## TASK ITEM
Somewhere below, one line contains "Vector3, rotation_rate: RotationRate)" and a later line contains "to the extractor.". Output those two lines and everything between them exactly, and nothing else.

## SOURCE RECORDS
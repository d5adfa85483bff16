use super::config::ActivityProfile;
use crate::motion::FeatureVector;

impl ActivityProfile {
    pub fn matches(&self, features: &FeatureVector) -> bool {
        features.peak_acceleration < self.peak_max
            && features.variance < self.variance_max
            && features.jerk < self.jerk_max
            && features.rotation_magnitude < self.rotation_max
    }
}

/// First ordinary-activity profile the features fall inside, if any.
pub fn matching_profile<'a>(
    profiles: &'a [ActivityProfile],
    features: &FeatureVector,
) -> Option<&'a ActivityProfile> {
    profiles.iter().find(|profile| profile.matches(features))
}

pub fn is_normal_activity(profiles: &[ActivityProfile], features: &FeatureVector) -> bool {
    matching_profile(profiles, features).is_some()
}
use rodio::Source;
use std::f32::consts::PI;
use std::time::Duration;

pub const ALARM_STEPS: usize = 6;
pub const ALARM_STEP_MS: u64 = 400;
/// Full length of one alarm pattern.
pub const ALARM_DURATION_MS: u64 = ALARM_STEPS as u64 * ALARM_STEP_MS;

const HIGH_FREQ: f32 = 880.0;
const LOW_FREQ: f32 = 660.0;
/// Fade in/out per step to avoid clicks at the frequency switch.
const RAMP_MS: u64 = 10;

/// Attention-grabbing alarm: six steps alternating between two tones.
pub struct AlarmTone {
    sample_rate: u32,
    num_sample: usize,
    total_samples: usize,
    step_samples: usize,
    ramp_samples: usize,
}

impl AlarmTone {
    pub fn new() -> Self {
        let sample_rate = 44100;
        let step_samples = (sample_rate as u64 * ALARM_STEP_MS / 1000) as usize;
        Self {
            sample_rate,
            num_sample: 0,
            total_samples: step_samples * ALARM_STEPS,
            step_samples,
            ramp_samples: (sample_rate as u64 * RAMP_MS / 1000) as usize,
        }
    }

    /// Frequency of the given step; even steps are high.
    pub fn step_frequency(step: usize) -> f32 {
        if step % 2 == 0 {
            HIGH_FREQ
        } else {
            LOW_FREQ
        }
    }

    fn envelope(&self, pos_in_step: usize) -> f32 {
        let from_end = self.step_samples - pos_in_step;
        let edge = pos_in_step.min(from_end);
        if edge >= self.ramp_samples || self.ramp_samples == 0 {
            1.0
        } else {
            edge as f32 / self.ramp_samples as f32
        }
    }
}

impl Default for AlarmTone {
    fn default() -> Self {
        Self::new()
    }
}

impl Iterator for AlarmTone {
    type Item = f32;

    fn next(&mut self) -> Option<Self::Item> {
        if self.num_sample >= self.total_samples {
            return None;
        }

        let step = self.num_sample / self.step_samples;
        let pos_in_step = self.num_sample % self.step_samples;
        let t = self.num_sample as f32 / self.sample_rate as f32;
        let freq = Self::step_frequency(step);

        self.num_sample += 1;

        Some((2.0 * PI * freq * t).sin() * self.envelope(pos_in_step) * 0.5)
    }
}

impl Source for AlarmTone {
    fn current_frame_len(&self) -> Option<usize> {
        Some(self.total_samples - self.num_sample)
    }

    fn channels(&self) -> u16 {
        1 // Mono
    }

    fn sample_rate(&self) -> u32 {
        self.sample_rate
    }

    fn total_duration(&self) -> Option<Duration> {
        Some(Duration::from_millis(ALARM_DURATION_MS))
    }
}
use rodio::{OutputStream, Sink};
use std::sync::{
    mpsc::{self, Sender},
    Mutex,
};
use std::thread::{self, JoinHandle};

use super::tone::AlarmTone;

const ENABLE_LOGS: bool = true;

use crate::{log_error, log_info};

/// Something that can sound the alarm pattern. The alert trigger only talks
/// to this trait, so detection can run without an audio device.
pub trait AlarmPlayer: Send + Sync {
    fn name(&self) -> &str;

    /// Start the alarm pattern, replacing any pattern still playing.
    fn play_alarm(&self) -> Result<(), String>;

    /// Silence any pattern in progress. Must succeed when nothing is playing.
    fn stop(&self) -> Result<(), String>;
}

enum AudioCommand {
    PlayAlarm(Sender<Result<(), String>>),
    Stop,
    Shutdown,
}

/// Plays the alarm through the default output device.
///
/// rodio's output stream is not `Send`, so a dedicated thread owns it and is
/// driven over a channel. The thread starts on first use and is shut down and
/// joined when the handle is dropped.
pub struct AlertSoundHandle {
    tx: Mutex<Option<Sender<AudioCommand>>>,
    worker: Mutex<Option<JoinHandle<()>>>,
}

impl AlertSoundHandle {
    pub fn new() -> Self {
        Self {
            tx: Mutex::new(None),
            worker: Mutex::new(None),
        }
    }

    fn ensure_thread(&self) -> Result<Sender<AudioCommand>, String> {
        let mut tx_guard = self.tx.lock().map_err(|e| e.to_string())?;
        if let Some(tx) = tx_guard.as_ref() {
            return Ok(tx.clone());
        }

        let (tx, rx) = mpsc::channel::<AudioCommand>();

        let worker = thread::Builder::new()
            .name("alert-audio".to_string())
            .spawn(move || {
                let mut _stream: Option<OutputStream> = None;
                let mut sink: Option<Sink> = None;

                fn open_sink(
                    stream: &mut Option<OutputStream>,
                    sink: &mut Option<Sink>,
                ) -> Result<(), String> {
                    let (s, handle) = OutputStream::try_default()
                        .map_err(|e| format!("Failed to create audio output stream: {}", e))?;
                    let new_sink = Sink::try_new(&handle)
                        .map_err(|e| format!("Failed to create audio sink: {}", e))?;
                    *stream = Some(s);
                    *sink = Some(new_sink);
                    Ok(())
                }

                while let Ok(cmd) = rx.recv() {
                    match cmd {
                        AudioCommand::PlayAlarm(reply) => {
                            if let Some(old) = sink.take() {
                                old.stop();
                            }
                            let result = open_sink(&mut _stream, &mut sink).map(|_| {
                                if let Some(ref s) = sink {
                                    s.append(AlarmTone::new());
                                    s.play();
                                }
                            });
                            let _ = reply.send(result);
                        }
                        AudioCommand::Stop => {
                            if let Some(old) = sink.take() {
                                old.stop();
                            }
                            _stream = None;
                        }
                        AudioCommand::Shutdown => {
                            if let Some(old) = sink.take() {
                                old.stop();
                            }
                            break;
                        }
                    }
                }
            })
            .map_err(|e| e.to_string())?;

        *self.worker.lock().map_err(|e| e.to_string())? = Some(worker);
        *tx_guard = Some(tx.clone());
        Ok(tx)
    }

    /// Stop the audio thread and wait for it to release the output device.
    pub fn shutdown(&self) {
        let tx = match self.tx.lock() {
            Ok(mut guard) => guard.take(),
            Err(poisoned) => poisoned.into_inner().take(),
        };
        let worker = match self.worker.lock() {
            Ok(mut guard) => guard.take(),
            Err(poisoned) => poisoned.into_inner().take(),
        };

        if let Some(tx) = tx {
            if let Err(err) = tx.send(AudioCommand::Shutdown) {
                log_error!("Failed to send shutdown to audio thread: {err}");
            }
        }
        if let Some(handle) = worker {
            if let Err(join_err) = handle.join() {
                log_error!("Failed to join audio thread: {join_err:?}");
            } else {
                log_info!("alert audio released");
            }
        }
    }
}

impl Default for AlertSoundHandle {
    fn default() -> Self {
        Self::new()
    }
}

impl AlarmPlayer for AlertSoundHandle {
    fn name(&self) -> &str {
        "rodio"
    }

    fn play_alarm(&self) -> Result<(), String> {
        let tx = self.ensure_thread()?;
        let (reply_tx, reply_rx) = mpsc::channel();
        tx.send(AudioCommand::PlayAlarm(reply_tx))
            .map_err(|e| e.to_string())?;
        reply_rx
            .recv()
            .map_err(|e| format!("audio thread exited: {}", e))?
    }

    fn stop(&self) -> Result<(), String> {
        if let Ok(Some(tx)) = self.tx.lock().map(|g| g.clone()) {
            let _ = tx.send(AudioCommand::Stop);
        }
        Ok(())
    }
}

impl Drop for AlertSoundHandle {
    fn drop(&mut self) {
        self.shutdown();
    }
}
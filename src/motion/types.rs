use serde::{Deserialize, Serialize};

/// Three-axis reading in m/s². Axes the platform did not report deserialize as zero.
#[derive(Debug, Clone, Copy, Default, PartialEq, Serialize, Deserialize)]
#[serde(default)]
pub struct Vector3 {
    pub x: f64,
    pub y: f64,
    pub z: f64,
}

impl Vector3 {
    pub const ZERO: Vector3 = Vector3 {
        x: 0.0,
        y: 0.0,
        z: 0.0,
    };

    pub fn new(x: f64, y: f64, z: f64) -> Self {
        Self { x, y, z }
    }

    pub fn magnitude(&self) -> f64 {
        (self.x * self.x + self.y * self.y + self.z * self.z).sqrt()
    }

    pub fn is_zero(&self) -> bool {
        self.x == 0.0 && self.y == 0.0 && self.z == 0.0
    }

    pub fn sub(&self, other: &Vector3) -> Vector3 {
        Vector3::new(self.x - other.x, self.y - other.y, self.z - other.z)
    }

    pub fn scale(&self, factor: f64) -> Vector3 {
        Vector3::new(self.x * factor, self.y * factor, self.z * factor)
    }
}

/// Device rotation rate around the z (alpha), x (beta) and y (gamma) axes, in deg/s.
#[derive(Debug, Clone, Copy, Default, PartialEq, Serialize, Deserialize)]
#[serde(default)]
pub struct RotationRate {
    pub alpha: f64,
    pub beta: f64,
    pub gamma: f64,
}

impl RotationRate {
    pub fn new(alpha: f64, beta: f64, gamma: f64) -> Self {
        Self { alpha, beta, gamma }
    }

    pub fn magnitude(&self) -> f64 {
        (self.alpha * self.alpha + self.beta * self.beta + self.gamma * self.gamma).sqrt()
    }
}

/// One reading from the sensor collaborator.
///
/// `linear_acceleration` is gravity-free acceleration as reported by the
/// platform; an all-zero value means the platform had none and the extractor
/// derives it from `gravity_acceleration` (the raw, gravity-inclusive reading).
#[derive(Debug, Clone, Copy, PartialEq, Serialize, Deserialize)]
#[serde(rename_all = "camelCase")]
pub struct Sample {
    /// Monotonic timestamp in milliseconds.
    pub timestamp_ms: u64,
    #[serde(default)]
    pub linear_acceleration: Vector3,
    #[serde(default)]
    pub gravity_acceleration: Vector3,
    #[serde(default)]
    pub rotation_rate: RotationRate,
}

impl Sample {
    pub fn new(
        timestamp_ms: u64,
        linear_acceleration: Vector3,
        gravity_acceleration: Vector3,
        rotation_rate: RotationRate,
    ) -> Self {
        Self {
            timestamp_ms,
            linear_acceleration,
            gravity_acceleration,
            rotation_rate,
        }
    }

    /// Sample from a device that only reports raw (gravity-inclusive) acceleration.
    pub fn raw(timestamp_ms: u64, gravity_acceleration: Vector3, rotation_rate: RotationRate) -> Self {
        Self::new(timestamp_ms, Vector3::ZERO, gravity_acceleration, rotation_rate)
    }
}

/// Scalar features of the current sample window. All values are non-negative.
#[derive(Debug, Clone, Copy, Default, PartialEq, Serialize, Deserialize)]
#[serde(rename_all = "camelCase")]
pub struct FeatureVector {
    /// Timestamp of the newest sample in the window.
    pub timestamp_ms: u64,
    /// Linear acceleration norm of the newest sample (m/s²).
    pub magnitude: f64,
    /// Largest rate of change of linear acceleration over the jerk sub-window (m/s³).
    pub jerk: f64,
    /// Population variance of per-sample magnitudes over the whole window.
    pub variance: f64,
    pub peak_acceleration: f64,
    pub average_acceleration: f64,
    /// Largest rotation-rate norm over the rotation sub-window (deg/s).
    pub rotation_magnitude: f64,
}
//! Synthetic motion traces.
//!
//! Deterministic for a given seed, so tests and threshold tuning can replay
//! the same activity. Amplitudes are loosely modelled on a phone carried in
//! a hand or pocket at 50 Hz.

use rand::rngs::StdRng;
use rand::{Rng, SeedableRng};
use std::f64::consts::PI;

use crate::motion::{RotationRate, Sample, Vector3};

const GRAVITY: Vector3 = Vector3 {
    x: 0.0,
    y: 0.0,
    z: 9.81,
};

pub struct TraceBuilder {
    rng: StdRng,
    interval_ms: u64,
    next_ms: u64,
    raw_only: bool,
    samples: Vec<Sample>,
}

impl TraceBuilder {
    pub fn new(seed: u64) -> Self {
        Self {
            rng: StdRng::seed_from_u64(seed),
            interval_ms: 20,
            next_ms: 0,
            raw_only: false,
            samples: Vec::new(),
        }
    }

    pub fn interval_ms(mut self, interval_ms: u64) -> Self {
        self.interval_ms = interval_ms.max(1);
        self
    }

    pub fn start_at(mut self, timestamp_ms: u64) -> Self {
        self.next_ms = timestamp_ms;
        self
    }

    /// Emit only gravity-inclusive readings, leaving gravity removal to the extractor.
    pub fn raw_only(mut self, raw_only: bool) -> Self {
        self.raw_only = raw_only;
        self
    }

    pub fn standing(mut self, duration_ms: u64) -> Self {
        for _ in 0..self.steps(duration_ms) {
            let linear = Vector3::new(self.noise(0.05), self.noise(0.05), 0.1 + self.noise(0.05));
            let rotation = RotationRate::new(self.noise(2.0), self.noise(2.0), self.noise(2.0));
            self.push(linear, rotation);
        }
        self
    }

    pub fn walking(self, duration_ms: u64) -> Self {
        self.periodic(duration_ms, 4.0, 1.5, 2.0, 0.3, 60.0)
    }

    pub fn running(self, duration_ms: u64) -> Self {
        self.periodic(duration_ms, 10.0, 6.0, 3.0, 0.2, 180.0)
    }

    /// Picking the phone up and turning it over: gentle acceleration, fast rotation.
    pub fn handling(mut self, duration_ms: u64) -> Self {
        let start = self.next_ms;
        for _ in 0..self.steps(duration_ms) {
            let t = (self.next_ms - start) as f64 / 1000.0;
            let m = 3.0 + 2.0 * (2.0 * PI * 1.5 * t).sin();
            let linear = Vector3::new(m, self.noise(0.2), self.noise(0.2));
            let rotation = RotationRate::new(320.0 + self.noise(40.0), self.noise(20.0), self.noise(20.0));
            self.push(linear, rotation);
        }
        self
    }

    /// Weightless phase, a hard impact, then lying still.
    pub fn fall(mut self) -> Self {
        for _ in 0..self.steps(400) {
            let linear = Vector3::new(self.noise(0.1), self.noise(0.1), 0.2);
            let rotation = RotationRate::new(self.noise(30.0), self.noise(30.0), self.noise(30.0));
            self.push(linear, rotation);
        }

        let impact = Vector3::new(5.0 + self.noise(1.0), 3.0 + self.noise(1.0), 60.0);
        self.push(impact, RotationRate::new(250.0, 80.0, 40.0));

        self.standing(1500)
    }

    /// Hard random shaking in every direction.
    pub fn shaking(mut self, duration_ms: u64) -> Self {
        for _ in 0..self.steps(duration_ms) {
            let magnitude = self.rng.gen_range(10.0..60.0);
            let direction = self.unit_vector();
            let rotation = RotationRate::new(
                self.rng.gen_range(300.0..500.0),
                self.rng.gen_range(200.0..400.0),
                self.noise(100.0),
            );
            self.push(direction.scale(magnitude), rotation);
        }
        self
    }

    pub fn build(self) -> Vec<Sample> {
        self.samples
    }

    fn periodic(
        mut self,
        duration_ms: u64,
        base: f64,
        amplitude: f64,
        cadence_hz: f64,
        noise: f64,
        rotation: f64,
    ) -> Self {
        let start = self.next_ms;
        for _ in 0..self.steps(duration_ms) {
            let t = (self.next_ms - start) as f64 / 1000.0;
            let m = base + amplitude * (2.0 * PI * cadence_hz * t).sin();
            let linear = Vector3::new(self.noise(noise), self.noise(noise), m + self.noise(noise));
            let rate = RotationRate::new(
                rotation * (2.0 * PI * cadence_hz * t).cos(),
                self.noise(rotation / 4.0),
                self.noise(rotation / 4.0),
            );
            self.push(linear, rate);
        }
        self
    }

    fn push(&mut self, linear: Vector3, rotation: RotationRate) {
        let raw = Vector3::new(linear.x + GRAVITY.x, linear.y + GRAVITY.y, linear.z + GRAVITY.z);
        let sample = if self.raw_only {
            Sample::raw(self.next_ms, raw, rotation)
        } else {
            Sample::new(self.next_ms, linear, raw, rotation)
        };
        self.samples.push(sample);
        self.next_ms += self.interval_ms;
    }

    fn steps(&self, duration_ms: u64) -> u64 {
        duration_ms / self.interval_ms
    }

    fn noise(&mut self, amplitude: f64) -> f64 {
        if amplitude <= 0.0 {
            return 0.0;
        }
        self.rng.gen_range(-amplitude..amplitude)
    }

    fn unit_vector(&mut self) -> Vector3 {
        loop {
            let v = Vector3::new(self.noise(1.0), self.noise(1.0), self.noise(1.0));
            let m = v.magnitude();
            if m > 0.1 {
                return v.scale(1.0 / m);
            }
        }
    }
}
pub mod features;
pub mod gravity;
pub mod types;

pub use features::{FeatureConfig, FeatureExtractor};
pub use gravity::GravityFilter;
pub use types::{FeatureVector, RotationRate, Sample, Vector3};
pub mod controller;
pub mod loop_worker;
pub mod session;

pub use controller::MonitorController;
pub use session::{MonitorOutput, MonitoringSession};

## SOLUTION TO THE PROBLEM
    pub fn raw(timestamp_ms: u64, gravity_acceleration: Vector3, rotation_rate: RotationRate) -> Self {
        Self::new(timestamp_ms, Vector3::ZERO, gravity_acceleration, rotation_rate)
    }
}

/// Scalar features of the current sample window. All values are non-negative.
#[derive(Debug, Clone, Copy, Default, PartialEq, Serialize, Deserialize)]
#[serde(rename_all = "camelCase")]
pub struct FeatureVector {
    /// Timestamp of the newest sample in the window.
    pub timestamp_ms: u64,
    /// Linear acceleration norm of the newest sample (m/s²).
    pub magnitude: f64,
    /// Largest rate of change of linear acceleration over the jerk sub-window (m/s³).
    pub jerk: f64,
    /// Population variance of per-sample magnitudes over the whole window.
    pub variance: f64,
    pub peak_acceleration: f64,
    pub average_acceleration: f64,
    /// Largest rotation-rate norm over the rotation sub-window (deg/s).
    pub rotation_magnitude: f64,
}
//! Synthetic motion traces.
//!
//! Deterministic for a given seed, so tests and threshold tuning can replay
//! the same activity. Amplitudes are loosely modelled on a phone carried in
//! a hand or pocket at 50 Hz.

use rand::rngs::StdRng;
use rand::{Rng, SeedableRng};
use std::f64::consts::PI;

use crate::motion::{RotationRate, Sample, Vector3};

const GRAVITY: Vector3 = Vector3 {
    x: 0.0,
    y: 0.0,
    z: 9.81,
};

pub struct TraceBuilder {
    rng: StdRng,
    interval_ms: u64,
    next_ms: u64,
    raw_only: bool,
    samples: Vec<Sample>,
}

impl TraceBuilder {
    pub fn new(seed: u64) -> Self {
        Self {
            rng: StdRng::seed_from_u64(seed),
            interval_ms: 20,
            next_ms: 0,
            raw_only: false,
            samples: Vec::new(),
        }
    }

    pub fn interval_ms(mut self, interval_ms: u64) -> Self {
        self.interval_ms = interval_ms.max(1);
        self
    }

    pub fn start_at(mut self, timestamp_ms: u64) -> Self {
        self.next_ms = timestamp_ms;
        self
    }

    /// Emit only gravity-inclusive readings, leaving gravity removal to the extractor.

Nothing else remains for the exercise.